2) Make the processor driver a bit more intelligent, so that it can catch this
bug and raise a redflag earlier.

Workaround with current kernels:
3) use "idle=halt" boot parameter.

For 2) above I will attach a patch real soon.

Comment 13 Venkatesh Pallipadi 2005-10-21 19:22:39 UTC

Created attachment 6358 [details]
Patch to add a check for faulty acpiid reported by BIOS

Let me know what happens with this patch on 2.6.13. If it works as expected, I
will push the patch towards base.

Thanks.

Comment 14 Joerg Platte 2005-10-24 00:14:53 UTC

The patch works as expected. The ACPI part detects only one CPU0 and doesn't 
hang any more.
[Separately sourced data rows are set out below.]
use crate::errors::{DomainError, DomainResult, ValidationError};
use chrono::{DateTime, NaiveDate, Utc};
use regex::Regex;
use serde::{Deserialize, Serialize};
use sqlx::{query_scalar, SqlitePool};
use std::sync::OnceLock;
use uuid::Uuid;

/// A trait that entities should implement for validation.
pub trait Validate {
    /// Validates the entity and returns an error if validation fails.
    fn validate(&self) -> DomainResult<()>;
}

// Common regex patterns
fn phone_regex() -> &'static Regex {
    static PHONE_REGEX: OnceLock<Regex> = OnceLock::new();
    PHONE_REGEX.get_or_init(|| Regex::new(r"^\+?[0-9]{8,15}$").unwrap())
}

fn uuid_regex() -> &'static Regex {
    static UUID_REGEX: OnceLock<Regex> = OnceLock::new();
    UUID_REGEX.get_or_init(|| {
        Regex::new(r"^[0-9a-f]{8}-[0-9a-f]{4}-[0-9a-f]{4}-[0-9a-f]{4}-[0-9a-f]{12}$").unwrap()
    })
}

fn time_regex() -> &'static Regex {
    static TIME_REGEX: OnceLock<Regex> = OnceLock::new();
    TIME_REGEX.get_or_init(|| Regex::new(r"^([01][0-9]|2[0-3]):[0-5][0-9]$").unwrap())
}

/// Struct for configuring validations in a fluent style
#[derive(Default)]
pub struct ValidationBuilder<T> {
    field_name: String,
    value: Option<T>,
    errors: Vec<ValidationError>,
}

/// Generic validation implementations
impl<T> ValidationBuilder<T> {
    pub fn new(field_name: &str, value: Option<T>) -> Self {
        Self {
            field_name: field_name.to_string(),
            value,
            errors: Vec::new(),
        }
    }

    pub fn required(mut self) -> Self
    where
        T: Default + PartialEq,
    {
        if self.value.is_none() || self.value == Some(T::default()) {
            self.errors.push(ValidationError::required(&self.field_name));
        }
        self
    }

    pub fn validate_with<F>(mut self, validator: F) -> Self
    where
        F: FnOnce(&T) -> Result<(), ValidationError>,
        T: Clone,
    {
        if let Some(value) = &self.value {
            if let Err(err) = validator(value) {
                self.errors.push(err);
            }
        }
        self
    }

    /// Complete validation and return result
    pub fn validate(self) -> DomainResult<()> {
        if self.errors.is_empty() {
            Ok(())
        } else {
            // Return the first error for simplicity
            Err(DomainError::Validation(self.errors[0].clone()))
        }
    }
}

/// String-specific validations
impl ValidationBuilder<String> {
    pub fn min_length(mut self, min: usize) -> Self {
        if let Some(value) = &self.value {
            if value.len() < min {
                self.errors
                    .push(ValidationError::min_length(&self.field_name, min));
            }
        }
        self
    }

    pub fn max_length(mut self, max: usize) -> Self {
        if let Some(value) = &self.value {
            if value.len() > max {
                self.errors
                    .push(ValidationError::max_length(&self.field_name, max));
            }
        }
        self
    }

    pub fn matches_pattern(mut self, pattern: &Regex, message: &str) -> Self {
        if let Some(value) = &self.value {
            if !pattern.is_match(value) {
                self.errors
                    .push(ValidationError::format(&self.field_name, message));
            }
        }
        self
    }

    pub fn phone(self) -> Self {
        self.matches_pattern(phone_regex(), "must be a valid phone number")
    }

    pub fn uuid_string(self) -> Self {
        self.matches_pattern(uuid_regex(), "must be a valid UUID")
    }

    pub fn one_of(mut self, allowed_values: &[&str], message: Option<&str>) -> Self {
        if let Some(value) = &self.value {
            if !allowed_values.contains(&value.as_str()) {
                let reason = message.unwrap_or("must be one of the allowed values");
                self.errors
                    .push(ValidationError::invalid_value(&self.field_name, reason));
            }
        }
        self
    }
}

/// Numeric validations
impl<T> ValidationBuilder<T>
where
    T: PartialOrd + Clone + std::fmt::Display,
{
    pub fn min(mut self, min: T) -> Self {
        if let Some(value) = &self.value {
            if value < &min {
                self.errors.push(ValidationError::range(
                    &self.field_name,
                    min.to_string(),
                    "maximum".to_string(),
                ));
            }
        }
        self
    }

    pub fn max(mut self, max: T) -> Self {
        if let Some(value) = &self.value {
            if value > &max {
                self.errors.push(ValidationError::range(
                    &self.field_name,
                    "minimum".to_string(),
                    max.to_string(),
                ));
            }
        }
        self
    }

    pub fn range(mut self, min: T, max: T) -> Self {
        if let Some(value) = &self.value {
            if value < &min || value > &max {
                self.errors.push(ValidationError::range(
                    &self.field_name,
                    min.to_string(),
                    max.to_string(),
                ));
            }
        }
        self
    }
}

/// DateTime validation helpers
impl ValidationBuilder<DateTime<Utc>> {
    pub fn not_in_future(mut self) -> Self {
        if let Some(value) = &self.value {
            let now = Utc::now();
            if value > &now {
                self.errors.push(ValidationError::invalid_value(
                    &self.field_name,
                    "cannot be in the future",
                ));
            }
        }
        self
    }
}

/// UUID validation helpers
impl ValidationBuilder<Uuid> {
    pub fn not_nil(mut self) -> Self {
        if let Some(value) = &self.value {
            if *value == Uuid::nil() {
                self.errors.push(ValidationError::invalid_value(
                    &self.field_name,
                    "cannot be a nil UUID",
                ));
            }
        }
        self
    }
}

/// Uniqueness validation helper (relies on database access)
pub async fn validate_unique(
    pool: &SqlitePool,
    table: &str,
    field: &str,
    value: &str,
    exclude_id: Option<&str>,
    field_name: &str,
) -> DomainResult<()> {
    let query = match exclude_id {
        Some(_) => format!(
            "SELECT COUNT(*) FROM {} WHERE {} = ? AND id != ? AND deleted_at IS NULL",
            table, field
        ),
        None => format!(
            "SELECT COUNT(*) FROM {} WHERE {} = ? AND deleted_at IS NULL",
            table, field
        ),
    };

    let count: i64 = match exclude_id {
        Some(id) => query_scalar(&query)
            .bind(value)
            .bind(id)
            .fetch_one(pool)
            .await
            .map_err(|e| DomainError::Database(e.into()))?,
        None => query_scalar(&query)
            .bind(value)
            .fetch_one(pool)
            .await
            .map_err(|e| DomainError::Database(e.into()))?,
    };

    if count > 0 {
        return Err(DomainError::Validation(ValidationError::unique(field_name)));
    }

    Ok(())
}

/// Validation utility for checking entity exists in the database
pub async fn validate_entity_exists(
    pool: &SqlitePool,
    table: &str,
    id: &Uuid,
    field_name: &str,
) -> DomainResult<()> {
    let query = format!(
        "SELECT COUNT(*) FROM {} WHERE id = ? AND deleted_at IS NULL",
        table
    );

    let count: i64 = query_scalar(&query)
        .bind(id.to_string())
        .fetch_one(pool)
        .await
        .map_err(|e| DomainError::Database(e.into()))?;

    if count == 0 {
        return Err(DomainError::Validation(ValidationError::relationship(
            &format!("{} does not exist", field_name),
        )));
    }

    Ok(())
}

/// Strongly typed wrapper models for validated input
#[derive(Debug, Clone, Serialize, Deserialize)]
pub struct PhoneNumber(pub String);

impl PhoneNumber {
    pub fn new(phone: &str) -> Result<Self, ValidationError> {
        if phone_regex().is_match(phone) {
            Ok(PhoneNumber(phone.to_string()))
        } else {
            Err(ValidationError::format(
                "phone",
                "must be a valid phone number",
            ))
        }
    }

    pub fn as_str(&self) -> &str {
        &self.0
    }
}

#[derive(Debug, Clone, Serialize, Deserialize)]
pub struct NonEmptyString(pub String);

impl NonEmptyString {
    pub fn new(value: &str) -> Result<Self, ValidationError> {
        let trimmed = value.trim();
        if !trimmed.is_empty() {
            Ok(NonEmptyString(trimmed.to_string()))
        } else {
            Err(ValidationError::required("value"))
        }
    }

    pub fn as_str(&self) -> &str {
        &self.0
    }
}

impl AsRef<str> for PhoneNumber {
    fn as_ref(&self) -> &str {
        &self.0
    }
}

impl AsRef<str> for NonEmptyString {
    fn as_ref(&self) -> &str {
        &self.0
    }
}

// Common validation utility module for frequently validated entities
pub mod common {
    use super::*;

    pub async fn validate_player_exists(
        pool: &SqlitePool,
        player_id: &Uuid,
        field_name: &str,
    ) -> DomainResult<()> {
        validate_entity_exists(pool, "players", player_id, field_name).await
    }

    pub async fn validate_camp_exists(
        pool: &SqlitePool,
        camp_id: &Uuid,
        field_name: &str,
    ) -> DomainResult<()> {
        validate_entity_exists(pool, "camps", camp_id, field_name).await
    }

    pub async fn validate_batch_exists(
        pool: &SqlitePool,
        batch_id: &Uuid,
        field_name: &str,
    ) -> DomainResult<()> {
        validate_entity_exists(pool, "camp_batches", batch_id, field_name).await
    }

    pub async fn validate_enrollment_exists(
        pool: &SqlitePool,
        enrollment_id: &Uuid,
        field_name: &str,
    ) -> DomainResult<()> {
        validate_entity_exists(pool, "camp_enrollments", enrollment_id, field_name).await
    }

    pub fn validate_player_role(role: &str) -> DomainResult<()> {
        ValidationBuilder::new("player_role", Some(role.to_string()))
            .one_of(
                &["BATSMEN", "BOWLER", "ALL_ROUNDER", "WICKET_KEEPER"],
                None,
            )
            .validate()
    }

    pub fn validate_assessment_type(assessment_type: &str) -> DomainResult<()> {
        ValidationBuilder::new("assessment_type", Some(assessment_type.to_string()))
            .one_of(&["WEEKLY", "MONTHLY", "FOLLOW_UP", "CUSTOM"], None)
            .validate()
    }

    pub fn validate_assessment_status(status: &str) -> DomainResult<()> {
        ValidationBuilder::new("status", Some(status.to_string()))
            .one_of(&["DRAFT", "COMPLETED"], None)
            .validate()
    }

    pub fn validate_rating_value(rating: &str) -> DomainResult<()> {
        ValidationBuilder::new("rating", Some(rating.to_string()))
            .one_of(
                &["NEEDS_WORK", "DEVELOPING", "GOOD", "EXCELLENT"],
                None,
            )
            .validate()
    }

    pub fn validate_age_group(age_group: &str) -> DomainResult<()> {
        ValidationBuilder::new("age_group", Some(age_group.to_string()))
            .one_of(
                &[
                    "under_10", "under_12", "under_14", "under_16", "under_19", "senior",
                ],
                None,
            )
            .validate()
    }

    pub fn validate_gender(gender: &str) -> DomainResult<()> {
        ValidationBuilder::new("gender", Some(gender.to_string()))
            .one_of(&["male", "female", "other"], None)
            .validate()
    }

    pub fn validate_camp_status(status: &str) -> DomainResult<()> {
        ValidationBuilder::new("status", Some(status.to_string()))
            .one_of(
                &[
                    "PLANNED",
                    "OPEN",
                    "IN_PROGRESS",
                    "COMPLETED",
                    "CANCELLED",
                ],
                None,
            )
            .validate()
    }

    pub fn validate_enrollment_status(status: &str) -> DomainResult<()> {
        ValidationBuilder::new("status", Some(status.to_string()))
            .one_of(&["ACTIVE", "CANCELLED", "CONVERTED"], None)
            .validate()
    }

    pub fn validate_payment_method(method: &str) -> DomainResult<()> {
        ValidationBuilder::new("method", Some(method.to_string()))
            .one_of(&["CASH", "CARD", "UPI", "BANK_TRANSFER"], None)
            .validate()
    }

    pub fn validate_date_format(date_str: &str, field_name: &str) -> DomainResult<()> {
        match NaiveDate::parse_from_str(date_str, "%Y-%m-%d") {
            Ok(_) => Ok(()),
            Err(_) => Err(DomainError::Validation(ValidationError::format(
                field_name,
                "must be in the format YYYY-MM-DD",
            ))),
        }
    }

    pub fn validate_time_format(time_str: &str, field_name: &str) -> DomainResult<()> {
        if time_regex().is_match(time_str) {
            Ok(())
        } else {
            Err(DomainError::Validation(ValidationError::format(
                field_name,
                "must be in the format HH:MM",
            )))
        }
    }

    pub fn validate_iso8601_datetime(date_str: &str, field_name: &str) -> DomainResult<()> {
        match DateTime::parse_from_rfc3339(date_str) {
            Ok(_) => Ok(()),
            Err(_) => Err(DomainError::Validation(ValidationError::format(
                field_name,
                "must be in ISO 8601 format (YYYY-MM-DDTHH:MM:SS.sssZ)",
            ))),
        }
    }
}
Thanks for the patch! :-)

Comment 15 Venkatesh Pallipadi 2005-10-24 04:45:58 UTC

Thanks for verifying. Also, check with you BIOS provider for any updates that
fixes the issue. 

I will push this patch towards base.

Comment 16 Len Brown 2005-11-30 20:18:35 UTC

moved to BIOS category
applied to acpi-test

Comment 17 Len Brown 2005-12-05 14:22:31 UTC

shipped in linux-2.6.15-rc5 -- closing.

Comment 18 Thomas Renninger 2005-12-22 05:19:58 UTC

+		ACPI_DEBUG_PRINT((ACPI_DB_ERROR, "BIOS reporting wrong ACPI id"
+			"for the processor\n"));

Sorry, but could you get used to reported erros by using ACPI_REPORT_ERROR((""))
or ACPI_REPORT_WARNING(("")), so that people can see possible culprits without
the need of compiling with ACPI_DEBUG=y.
Bob wants to change all critical ACPI_DB_ERRORs to use the ACPI_DEBUG
independent interface soon AFAIK, this one probably belongs to those that should
always be written to dmesg.

Comment 19 Venkatesh Pallipadi 2006-01-19 11:38:55 UTC

This is not a critical error or warning in most cases. We encounter this message
even when say someone limits the CPUs by using maxcpus. I have always seen this
message only in maxcpus case. Infact, Andi also told me a while back to remove
this message as it is a kind of false alarm to the end user to see this message
as error message.

Comment 20 Venkatesh Pallipadi 2006-01-24 10:30:45 UTC

Oops Sorry.. I agree with you. This message should be changed to
ACPI_REPORT_ERROR as it is critical and should appear in dmesg irrespective of
ACPI_DEBUG setting. I got confused with some other error message and replied in
a hurry earlier. I will fix this with a patch.

Thx.

Comment 21 Len Brown 2006-06-25 21:16:55 UTC

0eacee585a89ce5827b572a73a024931506bef48 
shipped in 2.6.17-git9